California Voters Declined To End Cash Bail. L.A.'s New District Attorney Says He'll Do It Anyway.
Cash bail is as unjust as it is arbitrary.

George Gascón was sworn in as the new District Attorney of Los Angeles County on Monday, and he began his tenure with a bang, promising to eliminate sentencing enhancements, nix the use of the death penalty, stop prosecuting certain low-level misdemeanors, and put an immediate end to cash bail.
The latter may well end up being the most controversial when considering that California voters handily rejected Proposition 25, a November ballot measure to abolish cash bail in favor of risk assessments.

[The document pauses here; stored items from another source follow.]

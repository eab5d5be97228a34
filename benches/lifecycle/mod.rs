use callgate::lifecycle::{ConnectionLifecycle, StreamLifecycle};
use callgate::network::{ConnectionEvents, StreamEvents};
use callgate::sync::WaitCell;
use criterion::{BenchmarkId, Criterion, Throughput};
use std::hint::black_box;
use std::sync::Arc;
use std::thread;
use std::time::Duration;

const TIMEOUT: Duration = Duration::from_secs(5);

/// Setup notified from another thread until the waiter observes it.
pub fn bench_signal_to_wake(c: &mut Criterion) {
    c.bench_function("connection_setup_signal_to_wake", |b| {
        b.iter(|| {
            let lifecycle = Arc::new(ConnectionLifecycle::<u32>::new());
            let events: Arc<dyn ConnectionEvents<u32>> = lifecycle.clone();
            let notifier = thread::spawn(move || events.on_setup(Some(1), 0));
            let connection = lifecycle.await_setup(TIMEOUT).unwrap();
            notifier.join().unwrap();
            black_box(connection)
        })
    });
}

/// Cost of the per-chunk bookkeeping for a 1 MiB body at several chunk sizes.
pub fn bench_body_accumulation(c: &mut Criterion) {
    const BODY: usize = 1024 * 1024;
    let buf = vec![0x42u8; 64 * 1024];

    let mut group = c.benchmark_group("stream_body_accumulation");
    group.throughput(Throughput::Bytes(BODY as u64));
    for chunk in [512usize, 4096, 64 * 1024] {
        group.bench_with_input(BenchmarkId::from_parameter(chunk), &chunk, |b, &chunk| {
            b.iter(|| {
                let lifecycle = StreamLifecycle::new();
                for _ in 0..BODY / chunk {
                    lifecycle.on_response_body(&buf[..chunk]);
                }
                lifecycle.on_complete(0);
                black_box(lifecycle.await_complete(TIMEOUT).unwrap().body_size)
            })
        });
    }
    group.finish();
}

/// A wait whose deadline has already passed must return without sleeping.
pub fn bench_expired_wait(c: &mut Criterion) {
    let cell = WaitCell::new(false);
    c.bench_function("wait_cell_expired_deadline", |b| {
        b.iter(|| black_box(cell.wait_for(Duration::ZERO, |ready| *ready).is_err()))
    });
}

But cash bail, as Gascón highlighted yesterday, is as unjust as it is arbitrary, in that it bases an offender's pre-trial freedom on their ability to pay and not on their risk of committing additional offenses or failing to appear for court. Whether a person remains incarcerated while their case works its way through the court thus turns more on personal and family wealth than the defendant's background or factors relevant to the alleged crime. "Money is a terrible proxy for risk posed to society," said Gascón, a former chief of police and San Francisco district attorney. "So today we will end cash bail for any misdemeanor, non-serious, or non-violent felony offense. And I will end bail completely January 1."
He did not expand on if he will eventually replace the current system with a risk analysis program, as Proposition 25 would have done, or explain what other tools courts would have to determine pretrial release.
As Reason's Scott Shackford points out, Gascón and California at large have a compelling model to study in New Jersey, which eliminated cash bail in favor of an adversarial court arrangement. Similar to trial arguments, it is presumed the defendant is innocent and will be released, and it is incumbent upon the prosecutor to convince a judge why that might be unwise.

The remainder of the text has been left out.